Last week I asked what was memorable about Celtic’s Ronnie Simpson’s Scottish internatio­nal debut. It was, of course, the game at Wembley in 1967 that saw Scotland defeat England 3-2. In so doing they became the first team to beat England since the 1966 World Cup and afterwards many disillusio­ned Scots proclaimed their country as the de facto world champions. One month later the Jocks lost to Russia who, as far as I am aware, did not take on the mantle of de facto world champions.

This week: on Sunday Arsenal’s Pierre EmerickAub­ameyang became the first player in 11 years to score from 10 consecutiv­e shots on target. Who was the last player to do so?

Idiot of the week: the Greek Cypriot Spurs fan who threw a banana skin on to the Emirates pitch after an Arsenal goal scored by a — are we allowed to say? — non-white player. It may well be the case that his protestati­on that “I am not racist whatsoever” is true, but if he’s not racist then he’s a remarkably stupid man who had to have been aware of the connotatio­ns of his actions.
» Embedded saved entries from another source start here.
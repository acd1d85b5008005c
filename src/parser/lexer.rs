// Copyright 2025 Filterql Contributors
//
// Licensed under the Apache License, Version 2.0 (the "License");
// you may not use this file except in compliance with the License.
// You may obtain a copy of the License at
//
//     http://www.apache.org/licenses/LICENSE-2.0
//
// Unless required by applicable law or agreed to in writing, software
// distributed under the License is distributed on an "AS IS" BASIS,
// WITHOUT WARRANTIES OR CONDITIONS OF ANY KIND, either express or implied.
// See the License for the specific language governing permissions and
// limitations under the License.

//! Filter-expression lexer (tokenizer)
//!
//! Tokenizes filter statement text. Beyond the usual identifier, keyword,
//! number, and operator forms, the filter grammar has four literal shapes
//! of its own: `#...#` date/time literals, bare or braced or quoted GUID
//! literals, `SOURCE:n` measurement-key literals, and double-quoted
//! point-tag literals.

use super::token::{
    is_keyword, is_operator, is_operator_char, is_punctuator, Position, Token, TokenType,
};

/// Filter-expression lexer
pub struct Lexer {
    /// Input string
    input: Vec<char>,
    /// Current position in input (points to current char)
    position: usize,
    /// Current reading position in input (after current char)
    read_position: usize,
    /// Current character under examination
    ch: char,
    /// Current position tracking
    pos: Position,
}

impl Lexer {
    /// Create a new lexer for the given input
    pub fn new(input: &str) -> Self {
        let chars: Vec<char> = input.chars().collect();
        let mut lexer = Self {
            input: chars,
            position: 0,
            read_position: 0,
            ch: '\0',
            pos: Position::new(0, 1, 1),
        };
        lexer.read_char();
        lexer
    }

    /// Read the next character
    fn read_char(&mut self) {
        if self.ch == '\n' {
            self.pos.line += 1;
            self.pos.column = 1;
        } else if self.ch != '\0' {
            self.pos.column += 1;
        }

        if self.read_position >= self.input.len() {
            self.ch = '\0'; // EOF
        } else {
            self.ch = self.input[self.read_position];
            self.position = self.read_position;
            self.read_position += 1;
        }

        self.pos.offset = self.position;
    }

    /// Peek at the next character without advancing
    fn peek_char(&self) -> char {
        self.peek_char_n(1)
    }

    /// Peek at a character N positions ahead without advancing
    fn peek_char_n(&self, n: usize) -> char {
        let pos = self.read_position + n - 1;
        if pos >= self.input.len() {
            '\0'
        } else {
            self.input[pos]
        }
    }

    /// Get the next token
    pub fn next_token(&mut self) -> Token {
        self.skip_whitespace();

        let pos = self.pos;

        match self.ch {
            '\0' => Token::eof(pos),

            // String literal (single quotes); a GUID-shaped string lexes
            // as a GUID literal per the grammar
            '\'' => match self.read_string_literal() {
                Some(literal) => {
                    let inner = literal.trim_matches('\'');
                    if is_guid_shape(inner) {
                        Token::new(TokenType::Guid, literal, pos)
                    } else {
                        Token::new(TokenType::String, literal, pos)
                    }
                }
                None => Token::error("unterminated string literal", "'", pos),
            },

            // Point tag literal (double quotes)
            '"' => match self.read_delimited('"') {
                Some(literal) => Token::new(TokenType::PointTag, literal, pos),
                None => Token::error("unterminated point tag literal", "\"", pos),
            },

            // Date/time literal (#...#)
            '#' => match self.read_delimited('#') {
                Some(literal) => Token::new(TokenType::DateTime, literal, pos),
                None => Token::error("unterminated date/time literal", "#", pos),
            },

            // Braced GUID literal ({...})
            '{' => {
                let literal = self.read_braced();
                let inner = literal.trim_start_matches('{').trim_end_matches('}');
                if literal.ends_with('}') && is_guid_shape(inner) {
                    Token::new(TokenType::Guid, literal, pos)
                } else {
                    Token::error("malformed GUID literal", literal, pos)
                }
            }

            // Single line comment (--)
            // Only when followed by whitespace or EOF; '--3' is double negation
            '-' if self.peek_char() == '-' && self.is_comment_start_after_dashes() => {
                let literal = self.read_line_comment();
                Token::new(TokenType::Comment, literal, pos)
            }

            // Multi-line comment (/* ... */)
            '/' if self.peek_char() == '*' => match self.read_block_comment() {
                Some(literal) => Token::new(TokenType::Comment, literal, pos),
                None => Token::error("unterminated block comment", "/*", pos),
            },

            // Bare GUID literal; must be probed before numbers and
            // identifiers since hex digits overlap with both
            c if c.is_ascii_hexdigit() && self.guid_ahead() => {
                let literal = self.read_guid();
                Token::new(TokenType::Guid, literal, pos)
            }

            // Number literal
            c if c.is_ascii_digit() => {
                let literal = self.read_number();
                if literal.contains('.') || literal.contains('e') || literal.contains('E') {
                    Token::new(TokenType::Numeric, literal, pos)
                } else {
                    Token::new(TokenType::Integer, literal, pos)
                }
            }

            // Punctuator
            c if is_punctuator(c) => {
                self.read_char();
                Token::new(TokenType::Punctuator, c.to_string(), pos)
            }

            // Operator
            c if is_operator_char(c) => {
                let literal = self.read_operator();
                if is_operator(&literal) {
                    Token::new(TokenType::Operator, literal, pos)
                } else {
                    Token::error(
                        format!("unrecognized operator: {:?}", literal),
                        literal.clone(),
                        pos,
                    )
                }
            }

            // Identifier, keyword, or measurement key
            c if c.is_alphabetic() || c == '_' => {
                let literal = self.read_identifier();
                if self.ch == ':' && self.peek_is_key_char() {
                    let literal = self.read_measurement_key(literal);
                    Token::new(TokenType::MeasurementKey, literal, pos)
                } else if is_keyword(&literal) {
                    Token::new(TokenType::Keyword, literal.to_ascii_uppercase(), pos)
                } else {
                    Token::new(TokenType::Identifier, literal, pos)
                }
            }

            // Unrecognized character
            c => {
                self.read_char();
                Token::error(
                    format!("unrecognized character: {:?}", c),
                    c.to_string(),
                    pos,
                )
            }
        }
    }

    /// Check if the character after '--' marks a comment rather than
    /// a double negation
    fn is_comment_start_after_dashes(&self) -> bool {
        matches!(self.peek_char_n(2), '\0' | ' ' | '\t' | '\n' | '\r')
    }

    /// Skip whitespace characters
    fn skip_whitespace(&mut self) {
        while self.ch.is_whitespace() {
            self.read_char();
        }
    }

    /// Read an identifier
    fn read_identifier(&mut self) -> String {
        let mut result = String::new();
        result.push(self.ch);
        self.read_char();

        while self.ch.is_alphanumeric() || self.ch == '_' {
            result.push(self.ch);
            self.read_char();
        }

        result
    }

    /// True when the char after ':' can continue a measurement key
    fn peek_is_key_char(&self) -> bool {
        let c = self.peek_char();
        c.is_alphanumeric() || c == '_'
    }

    /// Read the remainder of a measurement key after its source acronym
    fn read_measurement_key(&mut self, source: String) -> String {
        let mut result = source;
        result.push(self.ch); // ':'
        self.read_char();

        while self.ch.is_alphanumeric() || self.ch == '_' {
            result.push(self.ch);
            self.read_char();
        }

        result
    }

    /// Read a number (integer or numeric)
    fn read_number(&mut self) -> String {
        let mut result = String::new();
        result.push(self.ch);
        self.read_char();

        while self.ch.is_ascii_digit() {
            result.push(self.ch);
            self.read_char();
        }

        // Fractional part
        if self.ch == '.' && self.peek_char().is_ascii_digit() {
            result.push(self.ch);
            self.read_char();

            while self.ch.is_ascii_digit() {
                result.push(self.ch);
                self.read_char();
            }
        }

        // Exponent
        if (self.ch == 'e' || self.ch == 'E')
            && (self.peek_char().is_ascii_digit()
                || ((self.peek_char() == '+' || self.peek_char() == '-')
                    && self.peek_char_n(2).is_ascii_digit()))
        {
            result.push(self.ch);
            self.read_char();

            if self.ch == '+' || self.ch == '-' {
                result.push(self.ch);
                self.read_char();
            }

            while self.ch.is_ascii_digit() {
                result.push(self.ch);
                self.read_char();
            }
        }

        result
    }

    /// Read a string literal (single-quoted), collapsing doubled quotes;
    /// None when unterminated
    fn read_string_literal(&mut self) -> Option<String> {
        let quote = self.ch;
        let mut result = String::new();
        result.push(quote);
        self.read_char(); // consume opening quote

        loop {
            if self.ch == '\0' {
                return None;
            } else if self.ch == quote {
                if self.peek_char() == quote {
                    // SQL-style escape: '' becomes '
                    result.push(self.ch);
                    self.read_char();
                    self.read_char();
                } else {
                    result.push(quote);
                    self.read_char();
                    return Some(result);
                }
            } else {
                result.push(self.ch);
                self.read_char();
            }
        }
    }

    /// Read a delimiter-bounded literal (point tags, date/times), keeping
    /// the delimiters; None when unterminated
    fn read_delimited(&mut self, delimiter: char) -> Option<String> {
        let mut result = String::new();
        result.push(self.ch);
        self.read_char(); // consume opening delimiter

        while self.ch != delimiter {
            if self.ch == '\0' {
                return None;
            }
            result.push(self.ch);
            self.read_char();
        }

        result.push(self.ch);
        self.read_char(); // consume closing delimiter
        Some(result)
    }

    /// Read a braced GUID candidate, stopping at '}' or a clearly
    /// non-GUID character
    fn read_braced(&mut self) -> String {
        let mut result = String::new();
        result.push(self.ch); // '{'
        self.read_char();

        while self.ch.is_ascii_hexdigit() || self.ch == '-' {
            result.push(self.ch);
            self.read_char();
        }

        if self.ch == '}' {
            result.push(self.ch);
            self.read_char();
        }

        result
    }

    /// Check whether a bare GUID literal starts at the current character
    fn guid_ahead(&self) -> bool {
        // Offset 0 is the current char, offsets 1.. are peeks
        let char_at = |i: usize| {
            if i == 0 {
                self.ch
            } else {
                self.peek_char_n(i)
            }
        };

        for i in 0..36 {
            let c = char_at(i);
            let ok = match i {
                8 | 13 | 18 | 23 => c == '-',
                _ => c.is_ascii_hexdigit(),
            };
            if !ok {
                return false;
            }
        }

        // Must not run into a longer identifier-like token
        let next = char_at(36);
        !(next.is_alphanumeric() || next == '_')
    }

    /// Consume a bare GUID literal (caller verified the shape)
    fn read_guid(&mut self) -> String {
        let mut result = String::with_capacity(36);
        for _ in 0..36 {
            result.push(self.ch);
            self.read_char();
        }
        result
    }

    /// Read a single-line comment (--)
    fn read_line_comment(&mut self) -> String {
        let mut result = String::new();

        while self.ch != '\n' && self.ch != '\0' {
            result.push(self.ch);
            self.read_char();
        }

        result
    }

    /// Read a block comment (/* ... */); None when unterminated
    fn read_block_comment(&mut self) -> Option<String> {
        let mut result = String::new();
        result.push(self.ch); // '/'
        self.read_char();
        result.push(self.ch); // '*'
        self.read_char();

        while !(self.ch == '*' && self.peek_char() == '/') {
            if self.ch == '\0' {
                return None;
            }
            result.push(self.ch);
            self.read_char();
        }

        result.push(self.ch); // '*'
        self.read_char();
        result.push(self.ch); // '/'
        self.read_char();
        Some(result)
    }

    /// Read an operator with maximal munch
    fn read_operator(&mut self) -> String {
        let mut result = String::new();
        let first_char = self.ch;
        result.push(first_char);
        self.read_char();

        if self.ch != '\0' {
            let two_chars: String = [first_char, self.ch].iter().collect();
            if is_operator(&two_chars) {
                result.push(self.ch);
                self.read_char();
            }
        }

        result
    }
}

/// Check whether a string has the 8-4-4-4-12 hex GUID shape
fn is_guid_shape(s: &str) -> bool {
    let chars: Vec<char> = s.chars().collect();
    if chars.len() != 36 {
        return false;
    }
    chars.iter().enumerate().all(|(i, c)| match i {
        8 | 13 | 18 | 23 => *c == '-',
        _ => c.is_ascii_hexdigit(),
    })
}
That said, I am a bit perturbed by the possible consequenc­es now that Plod have got involved; for me, it should have been left to Tottenham to sanction him with a stadium ban.

Meanwhile in midweek a Brighton fan was arrested and faces a criminal conviction for throwing a pie at Palace’s Wilfried Zaha, so that tots up to two men facing criminal proceeding­s after lobbing a banana skin and pie respective­ly, while on Merseyside there were no arrests after coins were thrown on the pitch at Anfield as Liverpool took on Everton. Ask yourself this: would you rather be whacked by a banana skin, a Greggs special or a heavy metal disc?